We then set out on foot for the MFA.  It’s just a few blocks away and the walk is very pleasant.  Boston is very much a walking town.  You don’t see very many obese people on the streets.  I think it must be very healthy!  Greg has a membership to the museum and we didn’t have to purchase tickets, so we entered at a rear entrance near the Japanese Garden.  I have been to the museum several times, but had never seen this portion of the grounds.  It was designed to mimic serene sites of Japan.  The sculptures and plantings combined to create an inviting setting for reading, relaxing and meditating.  It was an amazingly quiet space in the otherwise hectic background of the traffic noises from the street.
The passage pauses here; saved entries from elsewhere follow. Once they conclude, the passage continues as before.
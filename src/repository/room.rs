//! Room repository
//!
//! Rooms are read-only here; every read joins the reviews collection to
//! derive `averageRating` at query time. The join key is the room id in
//! hex-string form (`$toString` on `_id` matched against `Review.roomId`).

use crate::domain::{PriceRange, RoomDetail, RoomWithRating};
use crate::error::Result;
use crate::repository::{BOOKINGS, REVIEWS, ROOMS};
use async_trait::async_trait;
use futures::TryStreamExt;
use mongodb::bson::{doc, oid::ObjectId, Document};
use mongodb::{Collection, Database};

#[cfg_attr(test, mockall::automock)]
#[async_trait]
pub trait RoomRepository: Send + Sync {
    async fn list_with_ratings(&self, price: Option<PriceRange>) -> Result<Vec<RoomWithRating>>;
    async fn top_rated(&self, limit: i64) -> Result<Vec<RoomWithRating>>;
    async fn find_detail(&self, id: ObjectId) -> Result<Option<RoomDetail>>;
}

pub struct RoomRepositoryImpl {
    rooms: Collection<Document>,
}

impl RoomRepositoryImpl {
    pub fn new(db: Database) -> Self {
        Self {
            rooms: db.collection(ROOMS),
        }
    }
}

/// Stages that attach `reviews` and `averageRating` to each room and
/// normalize every id to its canonical hex-string form.
fn review_join_stages() -> Vec<Document> {
    vec![
        doc! { "$addFields": { "stringId": { "$toString": "$_id" } } },
        doc! { "$lookup": {
            "from": REVIEWS,
            "localField": "stringId",
            "foreignField": "roomId",
            "as": "reviews",
        } },
        doc! { "$addFields": {
            "averageRating": { "$avg": "$reviews.rating" },
            "_id": { "$toString": "$_id" },
            "reviews": { "$map": {
                "input": "$reviews",
                "as": "review",
                "in": { "$mergeObjects": [
                    "$$review",
                    { "_id": { "$toString": "$$review._id" } },
                ] },
            } },
        } },
        doc! { "$project": { "stringId": 0 } },
    ]
}

#[async_trait]
impl RoomRepository for RoomRepositoryImpl {
    async fn list_with_ratings(&self, price: Option<PriceRange>) -> Result<Vec<RoomWithRating>> {
        let mut pipeline = Vec::new();
        if let Some(range) = price {
            pipeline.push(doc! { "$match": {
                "price": { "$gte": range.min, "$lte": range.max },
            } });
        }
        pipeline.extend(review_join_stages());

        let cursor = self
            .rooms
            .aggregate(pipeline)
            .with_type::<RoomWithRating>()
            .await?;
        Ok(cursor.try_collect().await?)
    }

    async fn top_rated(&self, limit: i64) -> Result<Vec<RoomWithRating>> {
        // Descending sort places null averages (rooms without reviews)
        // after all numeric averages, so unreviewed rooms come last.
        let mut pipeline = review_join_stages();
        pipeline.push(doc! { "$sort": { "averageRating": -1 } });
        pipeline.push(doc! { "$limit": limit });

        let cursor = self
            .rooms
            .aggregate(pipeline)
            .with_type::<RoomWithRating>()
            .await?;
        Ok(cursor.try_collect().await?)
    }

    async fn find_detail(&self, id: ObjectId) -> Result<Option<RoomDetail>> {
        let pipeline = vec![
            doc! { "$match": { "_id": id } },
            doc! { "$addFields": { "stringId": { "$toString": "$_id" } } },
            doc! { "$lookup": {
                "from": REVIEWS,
                "localField": "stringId",
                "foreignField": "roomId",
                "as": "reviews",
            } },
            doc! { "$lookup": {
                "from": BOOKINGS,
                "localField": "stringId",
                "foreignField": "roomId",
                "as": "bookings",
            } },
            doc! { "$addFields": {
                "_id": { "$toString": "$_id" },
                "reviews": { "$map": {
                    "input": "$reviews",
                    "as": "review",
                    "in": { "$mergeObjects": [
                        "$$review",
                        { "_id": { "$toString": "$$review._id" } },
                    ] },
                } },
                "bookings": { "$map": {
                    "input": "$bookings",
                    "as": "booking",
                    "in": { "$mergeObjects": [
                        "$$booking",
                        { "_id": { "$toString": "$$booking._id" } },
                    ] },
                } },
            } },
            doc! { "$project": { "stringId": 0 } },
        ];

        let mut cursor = self
            .rooms
            .aggregate(pipeline)
            .with_type::<RoomDetail>()
            .await?;
        Ok(cursor.try_next().await?)
    }
}
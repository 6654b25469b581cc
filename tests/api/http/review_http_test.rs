//! Review endpoint tests: creation side effect, listings, end-to-end flow

use super::{
    build_test_router, get_json, get_json_auth, post_json, TestAppState,
};
use crate::api::create_token;
use axum::http::StatusCode;
use pretty_assertions::assert_eq;
use serde_json::json;

fn review_payload(room_id: &str, booking_id: &str, email: &str, rating: f64) -> serde_json::Value {
    json!({
        "roomId": room_id,
        "bookingId": booking_id,
        "userEmail": email,
        "rating": rating,
        "date": "2024-01-05T12:00:00Z",
    })
}

#[tokio::test]
async fn test_add_review_requires_token() {
    let state = TestAppState::new();
    let app = build_test_router(state);

    let (status, _) = post_json(
        &app,
        "/api/review",
        None,
        &review_payload(
            "507f1f77bcf86cd799439011",
            "507f191e810c19729de860ea",
            "a@x.com",
            5.0,
        ),
    )
    .await;
    assert_eq!(status, StatusCode::UNAUTHORIZED);
}

#[tokio::test]
async fn test_add_review_mismatched_email_forbidden() {
    let state = TestAppState::new();
    let store = state.store.clone();
    let app = build_test_router(state);

    let token = create_token("b@x.com");
    let (status, _) = post_json(
        &app,
        "/api/review",
        Some(&token),
        &review_payload(
            "507f1f77bcf86cd799439011",
            "507f191e810c19729de860ea",
            "a@x.com",
            5.0,
        ),
    )
    .await;

    assert_eq!(status, StatusCode::FORBIDDEN);
    assert!(store.reviews.read().await.is_empty());
}

#[tokio::test]
async fn test_add_review_marks_booking_reviewed() {
    let state = TestAppState::new();
    let store = state.store.clone();
    let room_id = store.seed_room("Deluxe Suite", 150.0).await;
    let booking_id = store.seed_booking(&room_id, "a@x.com", "2024-01-01").await;
    let app = build_test_router(state);

    let token = create_token("a@x.com");
    let (status, body) = post_json(
        &app,
        "/api/review",
        Some(&token),
        &review_payload(&room_id, &booking_id, "a@x.com", 5.0),
    )
    .await;

    assert_eq!(status, StatusCode::CREATED);
    assert_eq!(body["success"], true);
    assert!(body["reviewId"].is_string());

    let bookings = store.bookings.read().await;
    assert!(bookings[0].reviewed);
}

#[tokio::test]
async fn test_add_review_survives_dangling_booking_reference() {
    let state = TestAppState::new();
    let store = state.store.clone();
    let room_id = store.seed_room("Deluxe Suite", 150.0).await;
    let app = build_test_router(state);

    // Booking id parses but matches nothing; the flag update is
    // best-effort, so the review is still created.
    let token = create_token("a@x.com");
    let (status, _) = post_json(
        &app,
        "/api/review",
        Some(&token),
        &review_payload(&room_id, "507f191e810c19729de860ea", "a@x.com", 4.0),
    )
    .await;

    assert_eq!(status, StatusCode::CREATED);
    assert_eq!(store.reviews.read().await.len(), 1);
}

#[tokio::test]
async fn test_list_reviews_for_room_filters_by_room() {
    let state = TestAppState::new();
    let store = state.store.clone();
    let room_a = store.seed_room("Room A", 80.0).await;
    let room_b = store.seed_room("Room B", 90.0).await;
    let booking_id = store.seed_booking(&room_a, "a@x.com", "2024-01-01").await;
    store
        .seed_review(&room_a, &booking_id, "a@x.com", 4.0, "2024-01-05")
        .await;
    store
        .seed_review(&room_b, &booking_id, "a@x.com", 5.0, "2024-01-06")
        .await;
    let app = build_test_router(state);

    let (status, body) = get_json(&app, &format!("/api/reviews/{}", room_a)).await;
    assert_eq!(status, StatusCode::OK);

    let reviews = body.as_array().unwrap();
    assert_eq!(reviews.len(), 1);
    assert_eq!(reviews[0]["roomId"], room_a.as_str());
}

#[tokio::test]
async fn test_list_reviews_for_room_malformed_id() {
    let state = TestAppState::new();
    let app = build_test_router(state);

    let (status, _) = get_json(&app, "/api/reviews/not-an-id").await;
    assert_eq!(status, StatusCode::BAD_REQUEST);
}

#[tokio::test]
async fn test_list_all_reviews_sorted_by_date_descending() {
    let state = TestAppState::new();
    let store = state.store.clone();
    let room_id = store.seed_room("Room A", 80.0).await;
    let booking_id = store.seed_booking(&room_id, "a@x.com", "2024-01-01").await;
    store
        .seed_review(&room_id, &booking_id, "a@x.com", 4.0, "2024-01-05")
        .await;
    store
        .seed_review(&room_id, &booking_id, "b@x.com", 5.0, "2024-02-05")
        .await;
    store
        .seed_review(&room_id, &booking_id, "c@x.com", 3.0, "2024-01-20")
        .await;
    let app = build_test_router(state);

    let (status, body) = get_json(&app, "/api/reviews").await;
    assert_eq!(status, StatusCode::OK);

    let reviews = body.as_array().unwrap();
    assert_eq!(reviews.len(), 3);
    assert_eq!(reviews[0]["date"], "2024-02-05");
    assert_eq!(reviews[1]["date"], "2024-01-20");
    assert_eq!(reviews[2]["date"], "2024-01-05");
}

#[tokio::test]
async fn test_booking_review_end_to_end() {
    let state = TestAppState::new();
    let store = state.store.clone();
    let room_id = store.seed_room("Garden View", 120.0).await;
    let app = build_test_router(state);

    let token = create_token("a@x.com");

    // Book the room.
    let (status, body) = post_json(
        &app,
        "/api/book-room",
        Some(&token),
        &json!({
            "roomId": room_id,
            "userEmail": "a@x.com",
            "bookingDate": "2024-01-01",
        }),
    )
    .await;
    assert_eq!(status, StatusCode::CREATED);
    let booking_id = body["bookingId"].as_str().unwrap().to_string();

    // The booking shows up with its room joined, unreviewed.
    let (status, body) = get_json_auth(&app, "/api/bookings/a@x.com", &token).await;
    assert_eq!(status, StatusCode::OK);
    let bookings = body.as_array().unwrap();
    assert_eq!(bookings.len(), 1);
    assert_eq!(bookings[0]["_id"], booking_id.as_str());
    assert_eq!(bookings[0]["reviewed"], false);
    assert_eq!(bookings[0]["roomDetails"][0]["name"], "Garden View");

    // Review the stay.
    let (status, _) = post_json(
        &app,
        "/api/review",
        Some(&token),
        &review_payload(&room_id, &booking_id, "a@x.com", 5.0),
    )
    .await;
    assert_eq!(status, StatusCode::CREATED);

    // The booking now reads as reviewed, and the room's average reflects
    // the new rating.
    let (_, body) = get_json_auth(&app, "/api/bookings/a@x.com", &token).await;
    assert_eq!(body.as_array().unwrap()[0]["reviewed"], true);

    let (_, body) = get_json(&app, "/api/rooms").await;
    let average = body.as_array().unwrap()[0]["averageRating"].as_f64().unwrap();
    assert!((average - 5.0).abs() < f64::EPSILON);
}
//! Service metadata and health endpoints

use crate::state::HasServices;
use axum::{extract::State, http::StatusCode, response::IntoResponse, Json};
use serde::{Deserialize, Serialize};

#[derive(Serialize, Deserialize)]
pub struct HealthResponse {
    pub status: String,
    pub version: String,
}

#[derive(Serialize, Deserialize)]
pub struct EndpointInfo {
    pub method: String,
    pub path: String,
    pub description: String,
}

#[derive(Serialize, Deserialize)]
pub struct ApiIndex {
    pub message: String,
    pub version: String,
    pub api: Vec<EndpointInfo>,
}

/// API index document served at `/`
pub async fn index() -> impl IntoResponse {
    Json(ApiIndex {
        message: "Welcome to the Hotel Booking API".to_string(),
        version: env!("CARGO_PKG_VERSION").to_string(),
        api: vec![
            EndpointInfo {
                method: "GET".to_string(),
                path: "/api/rooms".to_string(),
                description: "Get all rooms".to_string(),
            },
            EndpointInfo {
                method: "GET".to_string(),
                path: "/api/rooms/top-rated".to_string(),
                description: "Get top rated rooms".to_string(),
            },
            EndpointInfo {
                method: "GET".to_string(),
                path: "/api/reviews".to_string(),
                description: "Get all reviews".to_string(),
            },
        ],
    })
}

/// Health check endpoint
pub async fn health() -> impl IntoResponse {
    Json(HealthResponse {
        status: "healthy".to_string(),
        version: env!("CARGO_PKG_VERSION").to_string(),
    })
}

/// Readiness check endpoint
pub async fn ready<S: HasServices>(State(state): State<S>) -> impl IntoResponse {
    if state.check_ready().await {
        (StatusCode::OK, "ready")
    } else {
        (StatusCode::SERVICE_UNAVAILABLE, "not_ready")
    }
}
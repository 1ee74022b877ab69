//! Builtin vendor normalizers.
//!
//! One module per supported export format. VA: `manual`, `nessus`,
//! `cloud_nessus`, and AWS Inspector; HA: AWS Security Hub.

pub mod aws_inspector;
pub mod aws_security_hub;
pub mod cloud_nessus;
pub mod manual;
pub mod nessus;

pub use aws_inspector::AwsInspector;
pub use aws_security_hub::AwsSecurityHub;
pub use cloud_nessus::CloudNessus;
pub use manual::ManualCsv;
pub use nessus::Nessus;
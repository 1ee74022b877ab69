use serde::{Deserialize, Serialize};

/// One normalized scan row in the canonical interchange shape.
///
/// VA rows populate `cve` and `vpr_score`; HA rows populate `status`.
/// Required columns (`host`, `port`, `name`) are non-null by construction;
/// the optional text fields keep file-level nulls until finalization fills
/// or rejects them.
#[derive(Debug, Clone, PartialEq, Serialize, Deserialize)]
pub struct CanonicalRecord {
    pub cve: Option<String>,
    pub risk: Option<String>,
    pub host: String,
    pub port: i64,
    pub name: String,
    pub description: Option<String>,
    pub remediation: Option<String>,
    pub evidence: Option<String>,
    pub vpr_score: Option<String>,
    pub status: Option<String>,
}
Once inside Greg showed me some of his favorite paintings and galleries.  Since he purchased his membership he spends quite a bit of time walking around and exploring.  I loved seeing the Talouse Lautrec’s Paris exhibit and the Egyptian exhibit.  The Egyptian exhibit included mummies, but also gave the history of how the tombs were excavated.  Amazing stuff!  In the gallery with Impressionist art, I was treated to viewing Van Gogh’s The Sower  displayed adjacent to Millet’s similar painting.  The Van Gogh piece is on loan from the Van Gogh Museum in Amsterdam as part of the museum’s Visiting Masterpiece project.  Van Gogh knew of the Millet painting and created his own version of the idea many years after the original painting.   This is the first time that the two paintings have ever been exhibited together.  It was impressive.  I am now wondering which Visiting Masterpiece will be next. 

I have always loved the work of the Impressionists and the MFA has a wonderful collection including Monet’s painting of his wife, Camille, dressed in a kimono while wearing a blond wig. It's entitled La Japonaise.  Monet was fascinated with the art of Japan and many have said that this painting was his way of creating art that Europeans would like while using an Asian theme.  It’s a very large canvas and one of my favorites.  In the gift shop, I purchased a miniature stained glass reproduction for my office at home.  I love the way the sun shines through it to remind me of the lovely visit to the MFA with my son. 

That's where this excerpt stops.